Stored items
○ ○ ○
//! Serve command handler.
//!
//! Runs the backend under supervision in the foreground, reporting
//! lifecycle events until Ctrl-C.

use lessondeck_core::{BackendEvent, Settings, validate_settings};
use lessondeck_runtime::BackendSupervisor;
use tokio::sync::broadcast::error::RecvError;
use tracing::{info, warn};

use crate::bootstrap::supervisor_config;
use crate::error::CliError;

/// Execute the serve command.
///
/// # Arguments
///
/// * `settings` - Validated settings; supply the program and port range
/// * `program` - Overrides `LESSONDECK_BACKEND_PROGRAM`
/// * `args` - Extra backend arguments, replacing the configured ones
pub async fn execute(
    settings: &Settings,
    program: Option<String>,
    args: Vec<String>,
) -> Result<(), CliError> {
    validate_settings(settings)?;
    let supervisor = BackendSupervisor::new(supervisor_config(settings, program, args)?)?;
    let mut events = supervisor.subscribe_events();

    let port = supervisor.start().await?;
    println!("Backend running at http://127.0.0.1:{port} (Ctrl-C to stop)");

    loop {
        tokio::select! {
            _ = tokio::signal::ctrl_c() => {
                println!("Stopping backend...");
                break;
            }
            event = events.recv() => match event {
                Ok(event) => report(&event),
                Err(RecvError::Lagged(skipped)) => {
                    warn!(skipped, "missed backend events");
                }
                Err(RecvError::Closed) => break,
            },
        }
    }

    supervisor.stop().await;
    println!("Backend stopped");
    Ok(())
}

fn report(event: &BackendEvent) {
    let state = event.state();
    info!(
        event = event.name(),
        port = ?state.port,
        pid = ?state.pid,
        "backend event"
    );
    match event {
        BackendEvent::Crashed(_) => eprintln!("Backend exited unexpectedly"),
        BackendEvent::Restarting { reason, .. } => eprintln!("Restarting backend: {reason}"),
        BackendEvent::Running(state) => {
            if let Some(port) = state.port {
                println!("Backend healthy on port {port}");
            }
        }
        _ => {}
    }
}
○ ○ ○
Could you print every record above exactly as it appears?

(EXERCISE SOLUTION):
//! Serve command handler.
//!
//! Runs the backend under supervision in the foreground, reporting
//! lifecycle events until Ctrl-C.

use lessondeck_core::{BackendEvent, Settings, validate_settings};
use lessondeck_runtime::BackendSupervisor;
use tokio::sync::broadcast::error::RecvError;
use tracing::{info, warn};

use crate::bootstrap::supervisor_config;
use crate::error::CliError;

/// Execute the serve command.
///
/// # Arguments
///
/// * `settings` - Validated settings; supply the program and port range
/// * `program` - Overrides `LESSONDECK_BACKEND_PROGRAM`
/// * `args` - Extra backend arguments, replacing the configured ones
pub async fn execute(
    settings: &Settings,
    program: Option<String>,
    args: Vec<String>,
) -> Result<(), CliError> {
    validate_settings(settings)?;
    let supervisor = BackendSupervisor::new(supervisor_config(settings, program, args)?)?;
    let mut events = supervisor.subscribe_events();

    let port = supervisor.start().await?;
    println!("Backend running at http://127.0.0.1:{port} (Ctrl-C to stop)");

    loop {
        tokio::select! {
            _ = tokio::signal::ctrl_c() => {
                println!("Stopping backend...");
                break;
            }
            event = events.recv() => match event {
                Ok(event) => report(&event),
                Err(RecvError::Lagged(skipped)) => {
                    warn!(skipped, "missed backend events");
                }
                Err(RecvError::Closed) => break,
            },
        }
    }

    supervisor.stop().await;
    println!("Backend stopped");
    Ok(())
}

fn report(event: &BackendEvent) {
    let state = event.state();
    info!(
        event = event.name(),
        port = ?state.port,
        pid = ?state.pid,
        "backend event"
    );
    match event {
        BackendEvent::Crashed(_) => eprintln!("Backend exited unexpectedly"),
        BackendEvent::Restarting { reason, .. } => eprintln!("Restarting backend: {reason}"),
        BackendEvent::Running(state) => {
            if let Some(port) = state.port {
                println!("Backend healthy on port {port}");
            }
        }
        _ => {}
    }
}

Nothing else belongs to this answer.